Historically, rigor in science has been based solely on the amount of discrete

knowledge a student had to have to pass a given course or grade level. Inquiry has

been included in state standards, but has always remained as separate standards and

tended to be tested separately. Additionally, inquiry came to be seen as solely

pedagogical rather than the scientific habits of mind that were intended by the

authors of the NSES and the Benchmarks for Science Literacy (Benchmarks). Let’s

be clear, both of these efforts pushed for the integration of inquiry with content.

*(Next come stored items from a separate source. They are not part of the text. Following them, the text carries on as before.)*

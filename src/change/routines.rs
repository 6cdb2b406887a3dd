//! Routine (function/procedure) and aggregate changes.

use serde::{Deserialize, Serialize};

use super::{ChangeOperation, ChangeScope};
use crate::ident::{is_builtin, ObjectKind, StableId};
use crate::model::{Aggregate, AggregateKind, ParallelSafety, Routine, RoutineKind, SchemaEntity};
use crate::sql::{normalize_create_head, quote_ident, quote_literal, quote_qualified};

#[derive(Debug, Clone, PartialEq, Serialize, Deserialize)]
#[serde(rename_all = "snake_case")]
pub enum RoutineChange {
    Create {
        routine: Routine,
        or_replace: bool,
    },
    Drop {
        schema: String,
        name: String,
        arguments: String,
        kind: RoutineKind,
    },
    ChangeOwner {
        schema: String,
        name: String,
        arguments: String,
        kind: RoutineKind,
        owner: String,
    },
}

fn routine_keyword(kind: RoutineKind) -> &'static str {
    match kind {
        RoutineKind::Function => "FUNCTION",
        RoutineKind::Procedure => "PROCEDURE",
    }
}

fn routine_id(schema: &str, name: &str, arguments: &str, kind: RoutineKind) -> StableId {
    match kind {
        RoutineKind::Function => StableId::function(schema, name, arguments),
        RoutineKind::Procedure => StableId::procedure(schema, name, arguments),
    }
}

impl RoutineChange {
    pub fn operation(&self) -> ChangeOperation {
        match self {
            RoutineChange::Create { .. } => ChangeOperation::Create,
            RoutineChange::Drop { .. } => ChangeOperation::Drop,
            RoutineChange::ChangeOwner { .. } => ChangeOperation::Alter,
        }
    }

    pub fn object_kind(&self) -> ObjectKind {
        match self {
            RoutineChange::Create { routine, .. } => match routine.kind {
                RoutineKind::Function => ObjectKind::Function,
                RoutineKind::Procedure => ObjectKind::Procedure,
            },
            RoutineChange::Drop { kind, .. } | RoutineChange::ChangeOwner { kind, .. } => {
                match kind {
                    RoutineKind::Function => ObjectKind::Function,
                    RoutineKind::Procedure => ObjectKind::Procedure,
                }
            }
        }
    }

    pub fn scope(&self) -> ChangeScope {
        ChangeScope::Object
    }

    pub fn provides(&self) -> Vec<StableId> {
        match self {
            RoutineChange::Create { routine, .. } => vec![routine.stable_id()],
            _ => vec![],
        }
    }

    pub fn requires(&self) -> Vec<StableId> {
        match self {
            RoutineChange::Create { routine, .. } => {
                let mut ids = Vec::new();
                if !is_builtin(ObjectKind::Schema, None, &routine.schema) {
                    ids.push(StableId::schema(&routine.schema));
                }
                if !is_builtin(ObjectKind::Language, None, &routine.language) {
                    ids.push(StableId::language(&routine.language));
                }
                ids
            }
            RoutineChange::ChangeOwner { schema, name, arguments, kind, .. } => {
                vec![routine_id(schema, name, arguments, *kind)]
            }
            RoutineChange::Drop { .. } => vec![],
        }
    }

    pub fn drops(&self) -> Vec<StableId> {
        match self {
            RoutineChange::Drop { schema, name, arguments, kind } => {
                vec![routine_id(schema, name, arguments, *kind)]
            }
            _ => vec![],
        }
    }

    pub fn to_sql(&self) -> String {
        match self {
            // The stored definition is the complete statement the server
            // printed; only the head keywords are renormalized.
            RoutineChange::Create { routine, or_replace } => {
                normalize_create_head(&routine.definition, *or_replace)
            }
            RoutineChange::Drop { schema, name, arguments, kind } => format!(
                "DROP {} {}({arguments})",
                routine_keyword(*kind),
                quote_qualified(schema, name)
            ),
            RoutineChange::ChangeOwner { schema, name, arguments, kind, owner } => format!(
                "ALTER {} {}({arguments}) OWNER TO {}",
                routine_keyword(*kind),
                quote_qualified(schema, name),
                quote_ident(owner)
            ),
        }
    }

    pub fn sort_id(&self) -> StableId {
        match self {
            RoutineChange::Create { routine, .. } => routine.stable_id(),
            RoutineChange::Drop { schema, name, arguments, kind }
            | RoutineChange::ChangeOwner { schema, name, arguments, kind, .. } => {
                routine_id(schema, name, arguments, *kind)
            }
        }
    }
}

#[derive(Debug, Clone, PartialEq, Serialize, Deserialize)]
#[serde(rename_all = "snake_case")]
pub enum AggregateChange {
    Create {
        aggregate: Aggregate,
    },
    Drop {
        schema: String,
        name: String,
        arguments: String,
    },
    ChangeOwner {
        schema: String,
        name: String,
        arguments: String,
        owner: String,
    },
}

impl AggregateChange {
    pub fn operation(&self) -> ChangeOperation {
        match self {
            AggregateChange::Create { .. } => ChangeOperation::Create,
            AggregateChange::Drop { .. } => ChangeOperation::Drop,
            AggregateChange::ChangeOwner { .. } => ChangeOperation::Alter,
        }
    }

    pub fn object_kind(&self) -> ObjectKind {
        ObjectKind::Aggregate
    }

    pub fn scope(&self) -> ChangeScope {
        ChangeScope::Object
    }

    pub fn provides(&self) -> Vec<StableId> {
        match self {
            AggregateChange::Create { aggregate } => vec![aggregate.stable_id()],
            _ => vec![],
        }
    }

    pub fn requires(&self) -> Vec<StableId> {
        match self {
            AggregateChange::Create { aggregate } => {
                let mut ids = Vec::new();
                if !is_builtin(ObjectKind::Schema, None, &aggregate.schema) {
                    ids.push(StableId::schema(&aggregate.schema));
                }
                // The transition function carries the real work; its id uses
                // the state type plus the aggregate's own argument types.
                if let Some(id) = function_reference(
                    &aggregate.transition_function,
                    &aggregate.state_data_type,
                    &aggregate.argument_types,
                ) {
                    ids.push(id);
                }
                ids
            }
            AggregateChange::ChangeOwner { schema, name, arguments, .. } => {
                vec![StableId::aggregate(schema, name, arguments)]
            }
            AggregateChange::Drop { .. } => vec![],
        }
    }

    pub fn drops(&self) -> Vec<StableId> {
        match self {
            AggregateChange::Drop { schema, name, arguments } => {
                vec![StableId::aggregate(schema, name, arguments)]
            }
            _ => vec![],
        }
    }

    pub fn to_sql(&self) -> String {
        match self {
            AggregateChange::Create { aggregate } => {
                let mut options = vec![
                    format!("SFUNC = {}", aggregate.transition_function),
                    format!("STYPE = {}", aggregate.state_data_type),
                ];
                if let Some(final_function) = &aggregate.final_function {
                    options.push(format!("FINALFUNC = {final_function}"));
                }
                // READ_ONLY is the default and stays implicit
                match aggregate.final_modify {
                    Some('s') => options.push("FINALFUNC_MODIFY = SHAREABLE".to_string()),
                    Some('w') => options.push("FINALFUNC_MODIFY = READ_WRITE".to_string()),
                    _ => {}
                }
                if let Some(combine) = &aggregate.combine_function {
                    options.push(format!("COMBINEFUNC = {combine}"));
                }
                if let Some(serial) = &aggregate.serial_function {
                    options.push(format!("SERIALFUNC = {serial}"));
                }
                if let Some(deserial) = &aggregate.deserial_function {
                    options.push(format!("DESERIALFUNC = {deserial}"));
                }
                if let Some(msfunc) = &aggregate.moving_transition_function {
                    options.push(format!("MSFUNC = {msfunc}"));
                }
                if let Some(minvfunc) = &aggregate.moving_inverse_function {
                    options.push(format!("MINVFUNC = {minvfunc}"));
                }
                if let Some(mstype) = &aggregate.moving_state_data_type {
                    options.push(format!("MSTYPE = {mstype}"));
                }
                if let Some(mfinalfunc) = &aggregate.moving_final_function {
                    options.push(format!("MFINALFUNC = {mfinalfunc}"));
                }
                if let Some(sortop) = &aggregate.sort_operator {
                    options.push(format!("SORTOP = OPERATOR({sortop})"));
                }
                if let Some(initcond) = &aggregate.initial_condition {
                    options.push(format!("INITCOND = {}", quote_literal(initcond)));
                }
                if let Some(minitcond) = &aggregate.moving_initial_condition {
                    options.push(format!("MINITCOND = {}", quote_literal(minitcond)));
                }
                match aggregate.parallel {
                    ParallelSafety::Unsafe => {}
                    ParallelSafety::Restricted => {
                        options.push("PARALLEL = RESTRICTED".to_string())
                    }
                    ParallelSafety::Safe => options.push("PARALLEL = SAFE".to_string()),
                }
                if aggregate.kind == AggregateKind::Hypothetical {
                    options.push("HYPOTHETICAL".to_string());
                }
                format!(
                    "CREATE AGGREGATE {}({}) (\n    {}\n)",
                    quote_qualified(&aggregate.schema, &aggregate.name),
                    aggregate.identity_arguments,
                    options.join(",\n    ")
                )
            }
            AggregateChange::Drop { schema, name, arguments } => format!(
                "DROP AGGREGATE {}({arguments})",
                quote_qualified(schema, name)
            ),
            AggregateChange::ChangeOwner { schema, name, arguments, owner } => format!(
                "ALTER AGGREGATE {}({arguments}) OWNER TO {}",
                quote_qualified(schema, name),
                quote_ident(owner)
            ),
        }
    }

    pub fn sort_id(&self) -> StableId {
        match self {
            AggregateChange::Create { aggregate } => aggregate.stable_id(),
            AggregateChange::Drop { schema, name, arguments }
            | AggregateChange::ChangeOwner { schema, name, arguments, .. } => {
                StableId::aggregate(schema, name, arguments)
            }
        }
    }
}

/// Id of a support function referenced by name from an aggregate: the
/// signature is the state type followed by the aggregate's arguments.
fn function_reference(
    name: &str,
    state_type: &str,
    argument_types: &[String],
) -> Option<StableId> {
    let (schema, base) = match name.split_once('.') {
        Some((s, n)) => (s.to_string(), n.to_string()),
        None => ("public".to_string(), name.to_string()),
    };
    if is_builtin(ObjectKind::Function, Some(&schema), &base) {
        return None;
    }
    let mut signature = vec![state_type.to_string()];
    signature.extend(argument_types.iter().cloned());
    Some(StableId::function(&schema, &base, &signature.join(",")))
}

However, virtually no state required the integration in their standards nor on their

assessment. For many years state science education standards have focused more on

discrete facts, such as the names and order of the planets, phases of mitosis, and

only the calculations involved with Newton’s Laws and stoichiometry as opposed to

using any of these facts to understand bigger concepts such as the Earth–Sun–Moon

system, survival of an organism, force and motion, and the law of conservation of

matter. Many gifted teachers have helped their students move past simply learning

the facts by focusing on application. The vision of the Framework and the NGSS is

to use scientific and engineering practices as a means for students to show evidence

they are able to apply knowledge. To be clear, students’ ability to show a deeper

level of understanding of content is critical. Those who follow science education

research also recognize the importance of this vision to integrate practice with

content (Carey, 1985; Corcoran, Mosher, & Rogat, 2009; Duschl, 2008; Hofstein &

Lunetta, 2004; Kuhn, 1993; Metz, 1995; NRC, 1999, 2002, 2006, 2007; Schmidt,

Wang, & McKnight, 2005; Schwarz & White, 2005). It is through this integration

that students are able to show their mastery of content, but also an understanding of

the accumulation of scientific knowledge. In using the practices, students are able to

use their grasp of scientific knowledge in new and unique situations. In previous

considerations of rigor, it was enough for students to ‘‘know’’ content and many

state standards used this or other verbs from Bloom’s taxonomy. In some cases, the

verb understand is used. The NGSS use the scientific and engineering practices as

verbs. Take the following example from the 1998 California State Standards, High

School Chemistry 8.b: Students know how reaction rates depend on such factors as

concentration, temperature, and pressure. To be successful with this standard,

students need to know that for most reactions increasing any of those factors will

increase the rate of the reaction. This is clearly not true in all cases, but it is a simple

perspective of this standard. Consider a PE from the NGSS dealing with the same

content, HS-PS1-5: Apply scientific principles and evidence to provide an

explanation about the effects of changing the temperature or concentration of the

reacting particles on the rate at which a reaction occurs. While students will still

need to know the general rules regarding these factors, they now have to provide

evidence that support those rules. Another example can be found by comparing a

California high school Earth Science standard to an NGSS middle school standard.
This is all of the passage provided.